The Cafe 1

Since the bumptious boys at RBS crashed the world economy, one has been forced to view banks with a certain reserve. In our case, that reserve has developed into a thorough distrust… and distaste. Let me paint you a picture.

A lady of 94 summers has been with a certain bank for more than 70 years. Like many of her age, she does not have a computer, a laptop, nor a smartphone. Recently, she forgot the PIN number for her debit card, which due to bank branch closures, was her only nearby route to cash. She took a taxi to her bank headquarters which due to pedestrian improvements meant a 10-minute stick-aided walk. At the bank, they helpfully used her card to produce £200 and aided her back to the pavement.

On her taxi ride home, she realised she still did not have a PIN number but presumed it would be in the post. While awaiting this letter, the carer who takes this lady for her weekly visit to Marks & Spencer showed how she could pay by touching her card to the machine at the till so she adopted this new method with enthusiasm, also using it weekly to pay her local newsagent.

Then came a letter from the bank, not with a PIN number but informing her that there was no money in her current account to fund her purchases. This had never happened in the previous 70 years as salaries and then pensions had kept her comfortably afloat but they requested her physical presence to discuss the problem. So another taxi ride and stick-aided walk followed by a session that refunded her current account from another savings one, and sent her home with a print-out of her accounts that showed a certain newsagent had been receiving on some occasions more than £500 for weekly newspapers.   

It was at this stage that a relative, with Power of Attorney but not in the first flush of youth, became involved. He sought to telephone the bank and, after two days, found a human being to talk to rather than a recording that either demanded passwords or suggested using their app. The human was on a special number for older people. Efficiently, the human set up a meeting at the bank for the lady and her relative ‘with Adam at 2.30pm on Wednesday’.

Wednesday just happened to be one of Scotland’s hottest days in living memory but the relative travelled 70 miles to the lady and both, stick-aided, made it to the bank. The charming receptionist checked her screen, smiled, and said that not only was there no record of an appointment but Adam had not worked at the bank for two years. And the number for older people was ‘just during Covid’.

Restraining an impulse to use their walking sticks to do serious damage to large welcome screens and sundry terminals, the lady and her relative politely turned down the offer of deep couches (easy to sink into, impossible to push up out of) and settled in office type chairs. Adam’s substitute was helpful, got the lady some cash, requested a new PIN, and produced Phoebe who was in charge ‘of the case’. Phoebe pointed out that the newsagent had been charging more than £500 for newspapers. ‘In no way casting any aspersions, we are considering these payments.’

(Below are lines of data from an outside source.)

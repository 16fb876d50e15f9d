use crate::model::{Edge, MindmapLayout, MindmapNode, PositionedNode, Side};
use crate::tree::{ConceptTree, TreeDiagnostics, TreeIndex};
use indextree::NodeId as ArenaId;
use std::collections::HashMap;
use tracing::{debug, warn};

/// Horizontal distance between consecutive levels
pub const HORIZONTAL_SPACING: f64 = 350.0;

/// Vertical room given to one leaf
pub const VERTICAL_SPACING: f64 = 100.0;

#[derive(Debug, Clone, Copy, PartialEq)]
pub struct LayoutSettings {
    pub horizontal_spacing: f64,
    pub vertical_spacing: f64,
}

impl Default for LayoutSettings {
    fn default() -> Self {
        Self {
            horizontal_spacing: HORIZONTAL_SPACING,
            vertical_spacing: VERTICAL_SPACING,
        }
    }
}

#[derive(Debug, Clone, Copy, PartialEq)]
pub struct Placement {
    pub x: f64,
    pub y: f64,
    pub side: Side,
}

/// Root's direct children split by insertion index: even to the right, odd to the left.
#[derive(Debug, Default)]
pub struct SideGroups {
    pub left: Vec<ArenaId>,
    pub right: Vec<ArenaId>,
}

impl SideGroups {
    pub fn split(tree: &ConceptTree<'_>) -> Self {
        let mut groups = Self::default();
        for (i, child) in tree.children(tree.root).enumerate() {
            if i % 2 == 0 {
                groups.right.push(child);
            } else {
                groups.left.push(child);
            }
        }
        groups
    }
}

pub struct LayoutEngine {
    pub placements: HashMap<ArenaId, Placement>,
    pub leaf_counts: HashMap<ArenaId, usize>,
    settings: LayoutSettings,
}

impl LayoutEngine {
    pub fn new(settings: LayoutSettings) -> Self {
        Self {
            placements: HashMap::new(),
            leaf_counts: HashMap::new(),
            settings,
        }
    }

    pub fn calculate_layout(tree: &ConceptTree<'_>, settings: LayoutSettings) -> Self {
        let mut engine = Self::new(settings);

        // First pass: leaf counts, bottom-up
        engine.count_leaves(tree);

        // Second pass: both halves, vertically centered against the taller one
        let groups = SideGroups::split(tree);
        let right_height = engine.band_height(&groups.right);
        let left_height = engine.band_height(&groups.left);
        let max_height = right_height.max(left_height);

        engine.placements.insert(
            tree.root,
            Placement {
                x: 0.0,
                y: 0.0,
                side: Side::Center,
            },
        );

        let right_start = -max_height / 2.0 + (max_height - right_height) / 2.0;
        engine.place_side(tree, &groups.right, Side::Right, right_start);

        let left_start = -max_height / 2.0 + (max_height - left_height) / 2.0;
        engine.place_side(tree, &groups.left, Side::Left, left_start);

        engine
    }

    fn count_leaves(&mut self, tree: &ConceptTree<'_>) {
        let order: Vec<ArenaId> = tree.root.descendants(&tree.arena).collect();

        for &id in order.iter().rev() {
            let count = if tree.is_leaf(id) {
                1
            } else {
                tree.children(id)
                    .map(|child| self.leaf_counts.get(&child).copied().unwrap_or(0))
                    .sum()
            };
            self.leaf_counts.insert(id, count);
        }
    }

    pub fn leaf_count(&self, id: ArenaId) -> usize {
        self.leaf_counts.get(&id).copied().unwrap_or(0)
    }

    /// Total height of a group of subtrees stacked top to bottom.
    fn band_height(&self, tops: &[ArenaId]) -> f64 {
        tops.iter()
            .map(|&id| self.leaf_count(id) as f64 * self.settings.vertical_spacing)
            .sum()
    }

    /// Leaves take successive slots starting at `start_y`; every parent then sits
    /// halfway between its first and last child.
    fn place_side(&mut self, tree: &ConceptTree<'_>, tops: &[ArenaId], side: Side, start_y: f64) {
        let mut cursor = start_y;
        let mut visited = Vec::new();

        for &top in tops {
            for id in top.descendants(&tree.arena) {
                let level = tree.node(id).level;
                let x = side.sign() * level as f64 * self.settings.horizontal_spacing;

                let y = if tree.is_leaf(id) {
                    let y = cursor;
                    cursor += self.settings.vertical_spacing;
                    y
                } else {
                    0.0
                };

                self.placements.insert(id, Placement { x, y, side });
                visited.push(id);
            }
        }

        for &id in visited.iter().rev() {
            let mut children = tree.children(id);
            let Some(first) = children.next() else {
                continue;
            };
            let last = children.last().unwrap_or(first);

            let first_y = self.placements.get(&first).map(|p| p.y).unwrap_or(cursor);
            let last_y = self.placements.get(&last).map(|p| p.y).unwrap_or(first_y);

            if let Some(placement) = self.placements.get_mut(&id) {
                placement.y = (first_y + last_y) / 2.0;
            }
        }
    }
}

/// Lays out a flat node list. Malformed input degrades to an empty or partial layout.
pub fn layout_mindmap(nodes: &[MindmapNode], settings: &LayoutSettings) -> MindmapLayout {
    layout_with_report(nodes, settings).0
}

pub fn layout_with_report(
    nodes: &[MindmapNode],
    settings: &LayoutSettings,
) -> (MindmapLayout, TreeDiagnostics) {
    let index = TreeIndex::new(nodes);
    let tree = ConceptTree::build(&index);
    let diagnostics = TreeDiagnostics::collect(&index, tree.as_ref());

    if diagnostics.missing_root && !nodes.is_empty() {
        warn!(nodes = nodes.len(), "no root node, producing empty layout");
    }
    if !diagnostics.extra_roots.is_empty() {
        warn!(roots = ?diagnostics.extra_roots, "ignoring extra parentless nodes");
    }
    if !diagnostics.orphans.is_empty() {
        warn!(count = diagnostics.orphans.len(), orphans = ?diagnostics.orphans, "excluding unreachable nodes");
    }

    let Some(tree) = tree else {
        return (MindmapLayout::default(), diagnostics);
    };

    let engine = LayoutEngine::calculate_layout(&tree, *settings);
    let layout = assemble(&index, &tree, &engine);
    debug!(
        nodes = layout.nodes.len(),
        edges = layout.edges.len(),
        "computed mindmap layout"
    );

    (layout, diagnostics)
}

/// Emits positioned nodes in input order, plus one edge per placed child.
///
/// Nodes without a placement are skipped, never drawn at a default coordinate.
fn assemble(index: &TreeIndex<'_>, tree: &ConceptTree<'_>, engine: &LayoutEngine) -> MindmapLayout {
    let mut layout = MindmapLayout::default();

    for node in index.nodes() {
        let Some(aid) = tree.arena_id(&node.id) else {
            continue;
        };
        let Some(placement) = engine.placements.get(&aid) else {
            continue;
        };

        let positioned = PositionedNode {
            id: node.id.clone(),
            label: node.label.clone(),
            level: tree.node(aid).level,
            side: placement.side,
            edge_label: node.edge_label.clone(),
            x: placement.x,
            y: placement.y,
        };

        let parent_placed = node
            .parent_id
            .as_deref()
            .and_then(|parent| tree.arena_id(parent))
            .is_some_and(|parent| engine.placements.contains_key(&parent));

        if parent_placed {
            if let Some(parent) = node.parent_id.as_deref() {
                layout.edges.push(Edge::between(parent, &positioned));
            }
        }

        layout.nodes.push(positioned);
    }

    layout
}
use crate::history::DEFAULT_HISTORY_CAPACITY;
use crate::layout::{LayoutSettings, HORIZONTAL_SPACING, VERTICAL_SPACING};
use clap::{Parser, Subcommand};
use config::{
    Config as ConfigCrate, // Need this for builder
    ConfigError as ConfigCrateError,
    Environment,
    File,
    Map,
    Source,
    Value,
};
use directories::ProjectDirs;
use serde::{Deserialize, Serialize};
use std::path::PathBuf;
use thiserror::Error;

const DEFAULT_MAX_LABEL_WIDTH: usize = 40;
const DEFAULT_MAX_NODES: usize = 80;
// Terminal cells per layout unit
const DEFAULT_ZOOM_X: f64 = 0.06;
const DEFAULT_ZOOM_Y: f64 = 0.03;
const DEFAULT_PAN_STEP: u16 = 4;
const DEFAULT_SHOW_EDGE_LABELS: bool = true;
const DEFAULT_LOG_LEVEL: &str = "info";

#[derive(Error, Debug)]
pub enum ConfigError {
    #[error("Configuration file error: {0}")]
    ConfigFile(#[from] ConfigCrateError),
    #[error("Validation error: {0}")]
    ValidationError(String),
}

// Optional fields allow for layered config (defaults -> file -> env -> args).
#[derive(Deserialize, Debug, Default, Clone)]
#[serde(default)]
struct FileConfig {
    horizontal_spacing: Option<f64>,
    vertical_spacing: Option<f64>,
    max_history: Option<usize>,
    max_label_width: Option<usize>,
    max_nodes: Option<usize>,
    zoom_x: Option<f64>,
    zoom_y: Option<f64>,
    pan_step: Option<u16>,
    show_edge_labels: Option<bool>,
    log_level: Option<String>,
    log_file: Option<PathBuf>,
}

#[derive(Debug, Clone, PartialEq, Serialize, Deserialize)]
pub struct AppConfig {
    pub horizontal_spacing: f64,
    pub vertical_spacing: f64,
    pub max_history: usize,
    pub max_label_width: usize,
    pub max_nodes: usize,
    pub zoom_x: f64,
    pub zoom_y: f64,
    pub pan_step: u16,
    pub show_edge_labels: bool,
    pub log_level: String,
    pub log_file: Option<PathBuf>,
}

impl Default for AppConfig {
    fn default() -> Self {
        AppConfig {
            horizontal_spacing: HORIZONTAL_SPACING,
            vertical_spacing: VERTICAL_SPACING,
            max_history: DEFAULT_HISTORY_CAPACITY,
            max_label_width: DEFAULT_MAX_LABEL_WIDTH,
            max_nodes: DEFAULT_MAX_NODES,
            zoom_x: DEFAULT_ZOOM_X,
            zoom_y: DEFAULT_ZOOM_Y,
            pan_step: DEFAULT_PAN_STEP,
            show_edge_labels: DEFAULT_SHOW_EDGE_LABELS,
            log_level: DEFAULT_LOG_LEVEL.to_string(),
            log_file: None,
        }
    }
}

impl AppConfig {
    pub fn layout_settings(&self) -> LayoutSettings {
        LayoutSettings {
            horizontal_spacing: self.horizontal_spacing,
            vertical_spacing: self.vertical_spacing,
        }
    }
}

#[derive(Parser, Debug)]
#[command(author, version, about = "Mindmap layout engine and terminal viewer", long_about = None)]
pub struct CliArgs {
    #[command(subcommand)]
    pub command: Option<Command>,

    /// Path to a custom configuration file
    #[arg(long, global = true)]
    pub config: Option<PathBuf>,

    /// Print the resolved configuration and exit
    #[arg(long, global = true)]
    pub debug_config: bool,

    #[arg(long, global = true)]
    pub horizontal_spacing: Option<f64>,
    #[arg(long, global = true)]
    pub vertical_spacing: Option<f64>,
    #[arg(long, global = true)]
    pub max_history: Option<usize>,
    #[arg(long, global = true)]
    pub max_label_width: Option<usize>,
    #[arg(long, global = true)]
    pub max_nodes: Option<usize>,
    #[arg(long, global = true)]
    pub zoom_x: Option<f64>,
    #[arg(long, global = true)]
    pub zoom_y: Option<f64>,
    #[arg(long, global = true)]
    pub pan_step: Option<u16>,
    #[arg(long, global = true)]
    pub show_edge_labels: Option<bool>,
    #[arg(long, global = true)]
    pub log_level: Option<String>,
    #[arg(long, global = true)]
    pub log_file: Option<PathBuf>,
}

#[derive(Subcommand, Debug, Clone, PartialEq)]
pub enum Command {
    /// Print the computed layout of a node list as JSON
    Layout {
        /// Canonical node list or raw model response
        input: PathBuf,
        #[arg(long)]
        pretty: bool,
        /// Also report orphans and duplicates on stderr
        #[arg(long)]
        report: bool,
    },
    /// Derive a node list from a plain-text note
    Outline {
        note: PathBuf,
        /// Root label, defaults to the file name
        #[arg(long)]
        title: Option<String>,
        #[arg(short, long)]
        output: Option<PathBuf>,
    },
    /// Open the interactive viewer
    View {
        /// A node list (.json) or a plain-text note
        input: PathBuf,
        #[arg(long)]
        title: Option<String>,
    },
}

pub fn default_config_path() -> Option<PathBuf> {
    ProjectDirs::from("", "", "mindmap-engine").map(|dirs| dirs.config_dir().join("config.toml"))
}

pub fn load_config(args: &CliArgs) -> Result<AppConfig, ConfigError> {
    let env_source = Environment::with_prefix("MINDMAP").separator("__");
    // Missing env vars are fine; a failing collect just means no overrides
    let env_map: Map<String, Value> = env_source.collect().unwrap_or_else(|_| Map::new());

    build_config_from_args(args, Some(env_map))
}

// Separate function to allow testing with specific args and override sources
fn build_config_from_args(
    args: &CliArgs,
    override_source: Option<Map<String, Value>>,
) -> Result<AppConfig, ConfigError> {
    let config_file_path = args.config.clone().or_else(default_config_path);

    let mut config_builder = ConfigCrate::builder();

    if let Some(ref path) = config_file_path {
        config_builder = config_builder.add_source(File::from(path.clone()).required(false));
    }

    // Overrides (environment or test map) beat the file
    if let Some(overrides) = override_source {
        for (key, value) in overrides {
            config_builder = config_builder.set_override(&key, value)?;
        }
    }

    let loaded: FileConfig = config_builder.build()?.try_deserialize()?;

    // args > overrides > file > defaults
    let config = AppConfig {
        horizontal_spacing: args
            .horizontal_spacing
            .or(loaded.horizontal_spacing)
            .unwrap_or(HORIZONTAL_SPACING),
        vertical_spacing: args
            .vertical_spacing
            .or(loaded.vertical_spacing)
            .unwrap_or(VERTICAL_SPACING),
        max_history: args
            .max_history
            .or(loaded.max_history)
            .unwrap_or(DEFAULT_HISTORY_CAPACITY),
        max_label_width: args
            .max_label_width
            .or(loaded.max_label_width)
            .unwrap_or(DEFAULT_MAX_LABEL_WIDTH),
        max_nodes: args
            .max_nodes
            .or(loaded.max_nodes)
            .unwrap_or(DEFAULT_MAX_NODES),
        zoom_x: args.zoom_x.or(loaded.zoom_x).unwrap_or(DEFAULT_ZOOM_X),
        zoom_y: args.zoom_y.or(loaded.zoom_y).unwrap_or(DEFAULT_ZOOM_Y),
        pan_step: args
            .pan_step
            .or(loaded.pan_step)
            .unwrap_or(DEFAULT_PAN_STEP),
        show_edge_labels: args
            .show_edge_labels
            .or(loaded.show_edge_labels)
            .unwrap_or(DEFAULT_SHOW_EDGE_LABELS),
        log_level: args
            .log_level
            .clone()
            .or(loaded.log_level)
            .unwrap_or_else(|| DEFAULT_LOG_LEVEL.to_string()),
        log_file: args.log_file.clone().or(loaded.log_file),
    };

    validate_config(&config)?;
    Ok(config)
}

fn validate_config(config: &AppConfig) -> Result<(), ConfigError> {
    let positive = [
        ("horizontal_spacing", config.horizontal_spacing),
        ("vertical_spacing", config.vertical_spacing),
        ("zoom_x", config.zoom_x),
        ("zoom_y", config.zoom_y),
    ];
    for (name, value) in positive {
        if !value.is_finite() || value <= 0.0 {
            return Err(ConfigError::ValidationError(format!(
                "{name} must be a positive number, got {value}"
            )));
        }
    }

    if config.max_history == 0 {
        return Err(ConfigError::ValidationError(
            "max_history must be at least 1".to_string(),
        ));
    }
    if config.max_label_width < 4 {
        return Err(ConfigError::ValidationError(
            "max_label_width must be at least 4".to_string(),
        ));
    }

    Ok(())
}

#[cfg(test)]
mod tests {
    use super::*;
    use config::ValueKind;
    use tempfile::TempDir;

    // Points --config at a file that does not exist so the user's own config
    // never leaks into tests
    fn test_args(dir: &TempDir, extra: &[&str]) -> CliArgs {
        let config_path = dir.path().join("missing.toml");
        let mut cmd = vec![
            "test_binary".to_string(),
            "--config".to_string(),
            config_path.display().to_string(),
        ];
        cmd.extend(extra.iter().map(|s| s.to_string()));
        CliArgs::try_parse_from(cmd).expect("Failed to parse test args")
    }

    #[test]
    fn test_default_config() {
        let dir = TempDir::new().unwrap();
        let config = build_config_from_args(&test_args(&dir, &[]), None).unwrap();

        assert_eq!(config, AppConfig::default());
        assert_eq!(config.layout_settings(), LayoutSettings::default());
        assert_eq!(config.max_history, 50);
    }

    #[test]
    fn test_env_override() {
        let dir = TempDir::new().unwrap();
        let mut override_map = Map::new();
        override_map.insert(
            "horizontal_spacing".to_string(),
            Value::new(None, ValueKind::Float(200.0)),
        );
        override_map.insert(
            "max_history".to_string(),
            Value::new(None, ValueKind::U64(10)),
        );

        let config = build_config_from_args(&test_args(&dir, &[]), Some(override_map)).unwrap();

        assert_eq!(config.horizontal_spacing, 200.0);
        assert_eq!(config.max_history, 10);
        assert_eq!(config.vertical_spacing, VERTICAL_SPACING);
    }

    #[test]
    fn test_file_then_args() {
        let dir = TempDir::new().unwrap();
        let path = dir.path().join("config.toml");
        std::fs::write(&path, "vertical_spacing = 80.0\nmax_label_width = 24\n").unwrap();

        let args = CliArgs::try_parse_from([
            "test_binary",
            "--config",
            path.to_str().unwrap(),
            "--max-label-width=30",
        ])
        .unwrap();
        let config = build_config_from_args(&args, None).unwrap();

        assert_eq!(config.vertical_spacing, 80.0);
        assert_eq!(config.max_label_width, 30);
    }

    #[test]
    fn test_subcommand_parsing() {
        let dir = TempDir::new().unwrap();
        let args = test_args(&dir, &["layout", "map.json", "--pretty"]);

        assert_eq!(
            args.command,
            Some(Command::Layout {
                input: PathBuf::from("map.json"),
                pretty: true,
                report: false,
            })
        );
    }

    #[test]
    fn test_validation_rejects_bad_values() {
        let dir = TempDir::new().unwrap();
        let args = test_args(&dir, &["--vertical-spacing=0"]);
        assert!(matches!(
            build_config_from_args(&args, None),
            Err(ConfigError::ValidationError(_))
        ));

        let args = test_args(&dir, &["--max-history=0"]);
        assert!(build_config_from_args(&args, None).is_err());
    }
}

The next day, the lady went to pay her weekly newspaper bill but, before touching her card to the screen, said she had been instructed to ask for a detailed receipt. Her receipt came to some £70 – steep but including delivery and some other purchases, acceptable. So all ended happily? Er, no.    

At the time of writing, Phoebe, the bank’s Sherlock, has been moved to a new post and Jade has taken her place. She has established email contact with the relative but nothing more. No advice on what to do at the newsagent, no report on what is being done to recover the missing money, no reply to suggestions that the police should be informed, no suggestions on how to keep the account secure. In short, not a lot has been forthcoming from the bank where staff don’t have surnames. Where will it all end?

David Donald

2

There is nothing worse than finding oneself with people who are having a good night out while you are having one you want to be anywhere but where you are. I imagine that was how it was recently at the Pleasance although people who go to comedy shows of their own volition ought to be made of sterner stuff. I suppose also it is what happens when you get old. You do not watch the likes of Game of Thrones and could not give a toss about the prequel planned to make more money from people who do. And the same goes for all those Lord of the Rings ones, books I read just after they were published but my hardbacks are not first editions which is annoying.

My night out was a professional matter as I review London theatres for a website. It was to Wonderville, a mixture of magic and variety acts which opened in 2021 for a run at the Palace Theatre and has been resuscitated in what used to be the premises in the Haymarket belonging to Planet Hollywood. They have been transferred into a shabby chic cabaret room full of tables with drinks served to table. Seeing one magician do card tricks is enough, no need to see several. The woman suspended by her hair doing acrobatics above the table behind mine scared me half to death. So did the woman who did amazing things with hula hoops and ended sitting on my knee – fortunately she chose the man at the next table to go up on stage and play fairground hoop-la with her. A drama teacher on a night out, he proved adept at tossing them over her head. I would have decapitated her.

As for the illusionists, does one really need to see women – it is always women wearing not very much – climbing into boxes through which, once closed, swords are thrust by the male magician. When opened, reveal there is nobody there – closed and re-opened and there she is. The audience, most of whom appeared to be under 30, rose to its collective feet at the end – Methuselah stayed seated. I had, of course, stayed. I always do. Things might have improved and it is better being out than sitting at home watching Antiques Road Trip.